** Record excerpts follows **

//! Ray casts for swept collision
//!
//! A ray whose direction is one frame's displacement models bounded motion:
//! a hit with `t` in `[0, 1]` happens during the frame. These tests are
//! discrete: one cast per frame, so very fast movers can still tunnel through
//! thin obstacles.

use crate::math::{solve_linear_system2, BBox2, V2};

/// Ray with origin `o` and (not necessarily unit) direction `d`
#[derive(Debug, Clone, Copy, PartialEq)]
pub struct Ray2 {
    pub origin: V2,
    pub direction: V2,
}

impl Ray2 {
    #[inline]
    pub const fn new(origin: V2, direction: V2) -> Self {
        Self { origin, direction }
    }

    #[inline]
    pub fn at(&self, t: f32) -> V2 {
        self.origin + self.direction * t
    }
}

/// Line segment from `a` to `b`
#[derive(Debug, Clone, Copy, PartialEq)]
pub struct Line2 {
    pub a: V2,
    pub b: V2,
}

impl Line2 {
    #[inline]
    pub const fn new(a: V2, b: V2) -> Self {
        Self { a, b }
    }
}

/// First contact of a ray query
#[derive(Debug, Clone, Copy, PartialEq)]
pub struct Intersection2 {
    /// Ray parameter at contact, in units of `direction`
    pub t: f32,
    /// Unit normal of the hit surface, facing against the ray
    pub normal: V2,
}

/// Intersect a ray with a segment.
///
/// Solves `o + t·d = a + s·(b - a)`; accepted when `s ∈ [0, 1]` and `t >= 0`.
pub fn ray_vs_line(ray: &Ray2, line: &Line2) -> Option<Intersection2> {
    let solution = solve_linear_system2(ray.direction, line.a - line.b, line.a - ray.origin)?;
    let (t, s) = (solution.x, solution.y);

    if !(0.0..=1.0).contains(&s) || t < 0.0 {
        return None;
    }

    let mut normal = (line.b - line.a).perp().normalize_or_zero();
    if normal.dot(ray.direction) > 0.0 {
        normal = -normal;
    }

    Some(Intersection2 { t, normal })
}

/// Edges of a box as (segment, outward normal), tested in this order:
/// top, right, left, bottom
fn box_edges(bbox: &BBox2) -> [(Line2, V2); 4] {
    let [bl, br, tr, tl] = bbox.corners();
    [
        (Line2::new(tl, tr), V2::new(0.0, 1.0)),
        (Line2::new(br, tr), V2::new(1.0, 0.0)),
        (Line2::new(bl, tl), V2::new(-1.0, 0.0)),
        (Line2::new(bl, br), V2::new(0.0, -1.0)),
    ]
}

/// Earliest hit of a ray against the outside of a box.
///
/// Only edges facing the ray (outward normal · direction < 0) are tested, so
/// a ray starting inside the box never hits it, and a zero direction tests no
/// edge at all. Equal `t` values keep the edge tested first.
pub fn ray_vs_box(ray: &Ray2, bbox: &BBox2) -> Option<Intersection2> {
    let mut best: Option<Intersection2> = None;

    for (edge, outward) in box_edges(bbox) {
        if outward.dot(ray.direction) >= 0.0 {
            continue;
        }

        if let Some(hit) = ray_vs_line(ray, &edge) {
            if best.map_or(true, |b| hit.t < b.t) {
                best = Some(hit);
            }
        }
    }

    best
}

#[cfg(test)]
mod tests {
    use super::*;
    use proptest::prelude::*;

    const EPS: f32 = 1e-5;

    fn unit_box() -> BBox2 {
        BBox2::new(V2::new(0.0, 0.0), V2::new(10.0, 10.0))
    }

    #[test]
    fn test_ray_hits_left_face() {
        let ray = Ray2::new(V2::new(-5.0, 5.0), V2::new(10.0, 0.0));
        let hit = ray_vs_box(&ray, &unit_box()).unwrap();
        assert!((hit.t - 0.5).abs() < EPS);
        assert_eq!(hit.normal, V2::new(-1.0, 0.0));
    }

    #[test]
    fn test_unit_direction_reports_distance_in_direction_units() {
        let ray = Ray2::new(V2::new(-5.0, 5.0), V2::new(1.0, 0.0));
        let hit = ray_vs_box(&ray, &unit_box()).unwrap();
        assert!((hit.t - 5.0).abs() < EPS);
        assert!(ray.at(hit.t).approx_eq(V2::new(0.0, 5.0), EPS));
    }

    #[test]
    fn test_ray_hits_top_face_from_above() {
        let ray = Ray2::new(V2::new(3.0, 14.0), V2::new(0.0, -8.0));
        let hit = ray_vs_box(&ray, &unit_box()).unwrap();
        assert!((hit.t - 0.5).abs() < EPS);
        assert_eq!(hit.normal, V2::new(0.0, 1.0));
    }

    #[test]
    fn test_diagonal_ray_picks_nearest_face() {
        // Enters through the bottom face before it could reach the left one
        let ray = Ray2::new(V2::new(-1.0, -4.0), V2::new(4.0, 8.0));
        let hit = ray_vs_box(&ray, &unit_box()).unwrap();
        assert!((hit.t - 0.5).abs() < EPS);
        assert_eq!(hit.normal, V2::new(0.0, -1.0));
    }

    #[test]
    fn test_zero_direction_never_hits() {
        let ray = Ray2::new(V2::new(-0.0, 5.0), V2::ZERO);
        assert!(ray_vs_box(&ray, &unit_box()).is_none());
        let inside = Ray2::new(V2::new(5.0, 5.0), V2::ZERO);
        assert!(ray_vs_box(&inside, &unit_box()).is_none());
    }

    #[test]
    fn test_ray_pointing_away_misses() {
        let ray = Ray2::new(V2::new(-5.0, 5.0), V2::new(-1.0, 0.0));
        assert!(ray_vs_box(&ray, &unit_box()).is_none());
    }

    #[test]
    fn test_ray_from_inside_does_not_hit() {
        let ray = Ray2::new(V2::new(5.0, 5.0), V2::new(20.0, 3.0));
        assert!(ray_vs_box(&ray, &unit_box()).is_none());
    }

    #[test]
    fn test_ray_passing_beside_box_misses() {
        let ray = Ray2::new(V2::new(-5.0, 12.0), V2::new(30.0, 0.0));
        assert!(ray_vs_box(&ray, &unit_box()).is_none());
    }

    #[test]
    fn test_line_normal_faces_the_ray() {
        let line = Line2::new(V2::new(0.0, -1.0), V2::new(0.0, 1.0));
        let from_left = ray_vs_line(&Ray2::new(V2::new(-2.0, 0.0), V2::new(1.0, 0.0)), &line).unwrap();
        let from_right = ray_vs_line(&Ray2::new(V2::new(2.0, 0.0), V2::new(-1.0, 0.0)), &line).unwrap();
        assert_eq!(from_left.normal, V2::new(-1.0, 0.0));
        assert_eq!(from_right.normal, V2::new(1.0, 0.0));
        assert!((from_left.t - 2.0).abs() < EPS);
    }

    #[test]
    fn test_line_behind_ray_is_rejected() {
        let line = Line2::new(V2::new(0.0, -1.0), V2::new(0.0, 1.0));
        assert!(ray_vs_line(&Ray2::new(V2::new(2.0, 0.0), V2::new(1.0, 0.0)), &line).is_none());
    }

    #[test]
    fn test_parallel_ray_misses_line() {
        let line = Line2::new(V2::new(0.0, 0.0), V2::new(10.0, 0.0));
        assert!(ray_vs_line(&Ray2::new(V2::new(-1.0, 0.0), V2::new(1.0, 0.0)), &line).is_none());
    }

    proptest! {
        #[test]
        fn prop_straight_shot_at_left_face(
            start in 0.5f32..50.0, y in 0.01f32..9.99, speed in 0.5f32..100.0
        ) {
            let ray = Ray2::new(V2::new(-start, y), V2::new(speed, 0.0));
            let hit = ray_vs_box(&ray, &unit_box()).unwrap();
            prop_assert!((hit.t - start / speed).abs() < 1e-3);
            prop_assert_eq!(hit.normal, V2::new(-1.0, 0.0));
        }

        #[test]
        fn prop_hit_normal_opposes_direction(
            ox in -40.0f32..-1.0, oy in -30.0f32..40.0, dx in 0.1f32..60.0, dy in -60.0f32..60.0
        ) {
            let ray = Ray2::new(V2::new(ox, oy), V2::new(dx, dy));
            if let Some(hit) = ray_vs_box(&ray, &unit_box()) {
                prop_assert!(hit.normal.dot(ray.direction) < 0.0);
                prop_assert!(hit.t >= 0.0);
            }
        }
    }
}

** End of Record excerpts **

Exercise: Copy task for the entries above: every line with the string "against".

Exercise result:
    /// Unit normal of the hit surface, facing against the ray
/// Earliest hit of a ray against the outside of a box.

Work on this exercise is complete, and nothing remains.